Donna Kane, a recipient of the Aurora Award of Distinction: Arts and Culture and an honorary Associate of Arts degree from Northern Lights College, is the current executive director of the Peace Laird Regional Arts Council and co-founder of Writing on the Ridge (a non-profit society that has, for over twenty years, organized arts festivals, literary readings, artist retreats and writer-in-residence programs). Her work has appeared in journals and magazines across Canada. She is the author of two previous poetry titles, Somewhere, a Fire and Erratic (Hagios Press, 2004 and 2007), and the memoir Summer of the Horse (Harbour Publishing, 2018). She divides her time between Rolla, BC and Halifax, NS.
The book description for Orrery offers that “Orrery is a collection that orbits around the theme of Pioneer 10, an American space probe launched in 1972 to study Jupiter’s moons.” What prompted you to write a book around Pioneer 10?
Before Facebook, msn.ca was my go-to place for procrastination. I’d sit at the computer and watch the frames of curated news items roll by, usually on the lookout for some empty distraction like “This Week’s Best and Worst Dressed List.” One evening in 2003, an article on Pioneer 10 came up – “Pioneer 10 Calls Home Last Time.” The source of the CBC article was NASA’s Ames Research Center in Moffett Field, California. The media release read, “After more than 30 years, it appears the venerable Pioneer 10 spacecraft has sent its last signal to Earth. Pioneer’s last, very weak signal was received on Jan. 22, 2003. NASA has no additional contact attempts planned for Pioneer 10.” The idea of shutting off communication to Pioneer 10, of this human made object drifting from earth until the earth no longer existed (scientists predict that given Pioneer 10’s trajectory, it could still be travelling long after our sun has consumed the earth), haunted me. This initial fascination grew into a kind of obsession, an impulse to keep track of P10, to keep it in my imagination. I gathered as many facts as I could find, its speed, its trajectory, its weight, the number of instruments it carried. And I started to write poems inspired by the probe, ideas around transformation, materiality, consciousness.

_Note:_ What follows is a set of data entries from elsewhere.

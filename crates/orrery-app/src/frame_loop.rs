//! Frame-driven loop with graceful cancellation.
//!
//! The scene animates by a fixed amount per frame, so there is no fixed-step
//! accumulator: each tick runs the frame callback exactly once. A
//! [`CancellationToken`] ends the loop, either from outside (window close) or
//! when a frame limit is reached.

use std::sync::Arc;
use std::sync::atomic::{AtomicBool, Ordering};
use std::time::{Duration, Instant};

use tracing::{debug, warn};

/// Frames slower than this are reported.
pub const SLOW_FRAME: Duration = Duration::from_millis(250);

/// Shared flag that stops a [`FrameLoop`]. Clones observe the same flag.
#[derive(Debug, Clone, Default)]
pub struct CancellationToken {
    cancelled: Arc<AtomicBool>,
}

impl CancellationToken {
    pub fn new() -> Self {
        Self::default()
    }

    pub fn cancel(&self) {
        self.cancelled.store(true, Ordering::Release);
    }

    pub fn is_cancelled(&self) -> bool {
        self.cancelled.load(Ordering::Acquire)
    }
}

/// Per-frame bookkeeping for the render loop.
#[derive(Debug)]
pub struct FrameLoop {
    token: CancellationToken,
    max_frames: Option<u64>,
    frame_count: u64,
    previous_time: Instant,
    last_frame_time: Duration,
}

impl FrameLoop {
    /// A loop that runs until `token` is cancelled, or for `max_frames` frames.
    pub fn new(token: CancellationToken, max_frames: Option<u64>) -> Self {
        Self {
            token,
            max_frames,
            frame_count: 0,
            previous_time: Instant::now(),
            last_frame_time: Duration::ZERO,
        }
    }

    /// Runs one frame unless cancelled. Returns whether the frame ran; once it
    /// returns `false` the caller should stop scheduling frames.
    pub fn tick(&mut self, frame_fn: impl FnOnce(u64)) -> bool {
        if self.token.is_cancelled() {
            return false;
        }

        let now = Instant::now();
        self.last_frame_time = now.duration_since(self.previous_time);
        self.previous_time = now;
        if self.frame_count > 0 && self.last_frame_time > SLOW_FRAME {
            warn!(
                "Frame {} took {:.1}ms",
                self.frame_count,
                self.last_frame_time.as_secs_f64() * 1000.0
            );
        }

        frame_fn(self.frame_count);
        self.frame_count += 1;

        if self.max_frames.is_some_and(|max| self.frame_count >= max) {
            debug!("Frame limit {} reached", self.frame_count);
            self.token.cancel();
        }
        true
    }

    pub fn token(&self) -> &CancellationToken {
        &self.token
    }

    pub fn is_cancelled(&self) -> bool {
        self.token.is_cancelled()
    }

    /// Returns the total number of frames run.
    pub fn frame_count(&self) -> u64 {
        self.frame_count
    }

    /// Wall time between the two most recent frames.
    pub fn last_frame_time(&self) -> Duration {
        self.last_frame_time
    }
}
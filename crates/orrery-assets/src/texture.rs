//! Decoded image data, ready for GPU upload.

use crate::error::AssetError;

/// An 8-bit RGBA image, rows top to bottom.
#[derive(Debug, Clone, PartialEq, Eq)]
pub struct TextureData {
    pub width: u32,
    pub height: u32,
    pub rgba: Vec<u8>,
}

impl TextureData {
    /// A single opaque white texel.
    pub fn white() -> Self {
        Self {
            width: 1,
            height: 1,
            rgba: vec![255; 4],
        }
    }
}

/// Six square faces in `+X, -X, +Y, -Y, +Z, -Z` order.
#[derive(Debug, Clone, PartialEq, Eq)]
pub struct CubeTextureData {
    pub size: u32,
    pub faces: Vec<TextureData>,
}

/// Decodes PNG or JPEG bytes into RGBA.
pub fn decode_texture(name: &str, bytes: &[u8]) -> Result<TextureData, AssetError> {
    let image = image::load_from_memory(bytes)
        .map_err(|source| AssetError::Decode {
            name: name.to_string(),
            source,
        })?
        .to_rgba8();
    Ok(TextureData {
        width: image.width(),
        height: image.height(),
        rgba: image.into_raw(),
    })
}

/// Checks that six decoded faces are square and the same size.
pub fn decode_cube(faces: Vec<TextureData>) -> Result<CubeTextureData, AssetError> {
    if faces.len() != 6 {
        return Err(AssetError::CubeFaceCount(faces.len()));
    }
    let size = faces[0].width;
    for (index, face) in faces.iter().enumerate() {
        if face.width != size || face.height != size {
            return Err(AssetError::CubeFaceSize {
                index,
                width: face.width,
                height: face.height,
                expected: size,
            });
        }
    }
    Ok(CubeTextureData { size, faces })
}

#[cfg(test)]
pub(crate) mod tests {
    use std::io::Cursor;

    use super::*;

    /// Encodes a solid-color PNG.
    pub(crate) fn png_bytes(width: u32, height: u32, rgba: [u8; 4]) -> Vec<u8> {
        let image = image::RgbaImage::from_pixel(width, height, image::Rgba(rgba));
        let mut bytes = Vec::new();
        image
            .write_to(&mut Cursor::new(&mut bytes), image::ImageFormat::Png)
            .unwrap();
        bytes
    }

    #[test]
    fn test_decode_png() {
        let texture = decode_texture("red.png", &png_bytes(3, 2, [255, 0, 0, 128])).unwrap();
        assert_eq!((texture.width, texture.height), (3, 2));
        assert_eq!(texture.rgba.len(), 3 * 2 * 4);
        assert_eq!(&texture.rgba[..4], &[255, 0, 0, 128]);
    }

    #[test]
    fn test_decode_garbage() {
        assert!(matches!(
            decode_texture("junk.png", b"not an image"),
            Err(AssetError::Decode { .. })
        ));
    }

    #[test]
    fn test_cube_requires_six_square_faces() {
        let face = |w, h| TextureData {
            width: w,
            height: h,
            rgba: vec![0; (w * h * 4) as usize],
        };
        assert!(decode_cube(vec![face(4, 4); 6]).is_ok());
        assert!(matches!(
            decode_cube(vec![face(4, 4); 5]),
            Err(AssetError::CubeFaceCount(5))
        ));

        let mut faces = vec![face(4, 4); 6];
        faces[3] = face(4, 2);
        assert!(matches!(
            decode_cube(faces),
            Err(AssetError::CubeFaceSize { index: 3, .. })
        ));
    }
}
use glam::{EulerRot, Mat4, Quat, Vec3};

/// Local transform: translation, Euler rotation (radians, XYZ order) and scale.
#[derive(Debug, Clone, Copy, PartialEq)]
pub struct Transform {
    pub position: Vec3,
    /// Rotation about X, then Y, then Z, applied as `Rx * Ry * Rz`.
    pub rotation: Vec3,
    pub scale: Vec3,
}

impl Default for Transform {
    fn default() -> Self {
        Self::IDENTITY
    }
}

impl Transform {
    pub const IDENTITY: Self = Self {
        position: Vec3::ZERO,
        rotation: Vec3::ZERO,
        scale: Vec3::ONE,
    };

    pub fn from_position(position: Vec3) -> Self {
        Self {
            position,
            ..Self::IDENTITY
        }
    }

    pub fn with_rotation_x(mut self, angle: f32) -> Self {
        self.rotation.x = angle;
        self
    }

    pub fn quat(&self) -> Quat {
        Quat::from_euler(EulerRot::XYZ, self.rotation.x, self.rotation.y, self.rotation.z)
    }

    /// Local-to-parent matrix.
    pub fn matrix(&self) -> Mat4 {
        Mat4::from_scale_rotation_translation(self.scale, self.quat(), self.position)
    }
}
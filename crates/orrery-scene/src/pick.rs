//! Ray picking against mesh bounding spheres.

use glam::Vec3;

use crate::graph::{NodeId, SceneGraph};

/// A ray in world space. `direction` is expected to be normalized.
#[derive(Debug, Clone, Copy, PartialEq)]
pub struct Ray {
    pub origin: Vec3,
    pub direction: Vec3,
}

impl Ray {
    pub fn new(origin: Vec3, direction: Vec3) -> Self {
        Self {
            origin,
            direction: direction.normalize_or_zero(),
        }
    }

    pub fn at(&self, t: f32) -> Vec3 {
        self.origin + self.direction * t
    }

    /// Distance along the ray to the first intersection with a sphere, if any.
    /// A ray starting inside the sphere hits at distance 0.
    pub fn intersect_sphere(&self, center: Vec3, radius: f32) -> Option<f32> {
        let oc = self.origin - center;
        let b = oc.dot(self.direction);
        let c = oc.length_squared() - radius * radius;
        if c <= 0.0 {
            return Some(0.0);
        }
        let discriminant = b * b - c;
        if b > 0.0 || discriminant < 0.0 {
            return None;
        }
        Some(-b - discriminant.sqrt())
    }
}

/// Closest picked node.
#[derive(Debug, Clone, Copy, PartialEq)]
pub struct Hit {
    pub node: NodeId,
    pub distance: f32,
    pub point: Vec3,
}

impl SceneGraph {
    /// Nearest mesh among `candidates` whose world-space bounding sphere the
    /// ray crosses. Groups, hidden nodes and unknown ids are ignored.
    pub fn raycast(&self, ray: &Ray, candidates: &[NodeId]) -> Option<Hit> {
        candidates
            .iter()
            .filter_map(|&id| {
                let node = self.get(id)?;
                let mesh = node.as_mesh()?;
                if !node.visible {
                    return None;
                }
                let world = self.world_matrix(id).ok()?;
                let (local_center, local_radius) = mesh.geometry.bounding_sphere();
                let center = world.transform_point3(local_center);
                let (scale, _, _) = world.to_scale_rotation_translation();
                let radius = local_radius * scale.abs().max_element();
                let distance = ray.intersect_sphere(center, radius)?;
                Some(Hit {
                    node: id,
                    distance,
                    point: ray.at(distance),
                })
            })
            .min_by(|a, b| a.distance.total_cmp(&b.distance))
    }
}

I’m curious about the ways in which you approach a poem, akin to the notion of Dorothy Livesay’s “documentary” poem: composing lyrics that explore and document details of lived experience. What brought you to this approach?
It’s true that my poetry is lyric, and that I almost
always use the material world as my launching point. Most of my concerns
revolve around the material world and our relationships with each other and
with other-than-human animals and life. While I admire all forms of poetry, for
me, language is a way to explore these concerns. I don’t think I came to this
approach in a calculated way; it is more that this was the approach that, for
me, felt the most meaningful. Writing poetry (and reading it) forces me to slow
down and to think things through and in so doing, often changes the way I think
and perceive the world. I love the jolt of an insight which can be reassuring,
surprising, or any number of other emotional responses. I love the mysteries in
life, and poetry often helps me feel a bit closer to them.
In an interview posted at Geosi Reads around your prior collection, you respond that “metaphor is the engine, the workhorse of poetry.” Does this still hold true for the poems in this current collection?
I hope so. In Jan Zwicky’s recent book, The Experience of Meaning, she writes about gestalt comprehension, the phenomena of how our senses apprehend the world, and in her previous work, such as Wisdom and Metaphor, she explores how metaphor gives rise to meaning, so that, in some ways, wisdom is metaphor. This kind of thinking rings true for me and feels important to my own work. When a metaphor works (mine or someone else’s), it resonates with what feels like a truth. While I can’t say if all of my poems in Orrery achieve this, it is what I aspire to.
What was the process of organizing the final manuscript for Orrery? Many of your poems feel akin to lyric bursts, which would require a particular order and shape to the final collection. Did this emerge organically, or was there a shape you were aiming toward?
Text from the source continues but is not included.